Problem requirements = What follows is a listing; restate all of it word for word.

Content starts

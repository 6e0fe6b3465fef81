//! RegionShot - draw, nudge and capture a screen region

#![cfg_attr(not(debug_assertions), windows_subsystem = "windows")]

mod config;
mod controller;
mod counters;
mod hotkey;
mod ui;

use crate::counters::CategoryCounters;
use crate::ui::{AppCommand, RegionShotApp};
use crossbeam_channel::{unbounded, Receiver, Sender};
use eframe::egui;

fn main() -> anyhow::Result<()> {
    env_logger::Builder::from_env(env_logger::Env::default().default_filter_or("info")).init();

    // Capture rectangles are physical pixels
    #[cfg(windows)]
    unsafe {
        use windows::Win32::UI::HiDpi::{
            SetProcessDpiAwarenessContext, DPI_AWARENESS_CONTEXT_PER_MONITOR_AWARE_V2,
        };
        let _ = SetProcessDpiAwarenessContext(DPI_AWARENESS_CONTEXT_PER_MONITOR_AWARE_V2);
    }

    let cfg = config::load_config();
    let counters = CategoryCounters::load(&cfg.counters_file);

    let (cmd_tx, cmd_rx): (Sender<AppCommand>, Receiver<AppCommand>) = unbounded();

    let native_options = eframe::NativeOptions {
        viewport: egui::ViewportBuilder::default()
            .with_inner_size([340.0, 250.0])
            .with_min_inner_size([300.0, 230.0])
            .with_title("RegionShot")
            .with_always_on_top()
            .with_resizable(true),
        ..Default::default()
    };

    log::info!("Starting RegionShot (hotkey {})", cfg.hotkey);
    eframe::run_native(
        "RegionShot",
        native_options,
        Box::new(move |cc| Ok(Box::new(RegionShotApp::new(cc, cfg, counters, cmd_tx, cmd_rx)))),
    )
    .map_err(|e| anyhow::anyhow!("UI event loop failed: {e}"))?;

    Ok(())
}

Content ends

Response box =
repository 6e0fe6b3465fef81
//! RegionShot - draw, nudge and capture a screen region

#![cfg_attr(not(debug_assertions), windows_subsystem = "windows")]

mod config;
mod controller;
mod counters;
mod hotkey;
mod ui;

use crate::counters::CategoryCounters;
use crate::ui::{AppCommand, RegionShotApp};
use crossbeam_channel::{unbounded, Receiver, Sender};
use eframe::egui;

fn main() -> anyhow::Result<()> {
    env_logger::Builder::from_env(env_logger::Env::default().default_filter_or("info")).init();

    // Capture rectangles are physical pixels
    #[cfg(windows)]
    unsafe {
        use windows::Win32::UI::HiDpi::{
            SetProcessDpiAwarenessContext, DPI_AWARENESS_CONTEXT_PER_MONITOR_AWARE_V2,
        };
        let _ = SetProcessDpiAwarenessContext(DPI_AWARENESS_CONTEXT_PER_MONITOR_AWARE_V2);
    }

    let cfg = config::load_config();
    let counters = CategoryCounters::load(&cfg.counters_file);

    let (cmd_tx, cmd_rx): (Sender<AppCommand>, Receiver<AppCommand>) = unbounded();

    let native_options = eframe::NativeOptions {
        viewport: egui::ViewportBuilder::default()
            .with_inner_size([340.0, 250.0])
            .with_min_inner_size([300.0, 230.0])
            .with_title("RegionShot")
            .with_always_on_top()
            .with_resizable(true),
        ..Default::default()
    };

    log::info!("Starting RegionShot (hotkey {})", cfg.hotkey);
    eframe::run_native(
        "RegionShot",
        native_options,
        Box::new(move |cc| Ok(Box::new(RegionShotApp::new(cc, cfg, counters, cmd_tx, cmd_rx)))),
    )
    .map_err(|e| anyhow::anyhow!("UI event loop failed: {e}"))?;

    Ok(())
}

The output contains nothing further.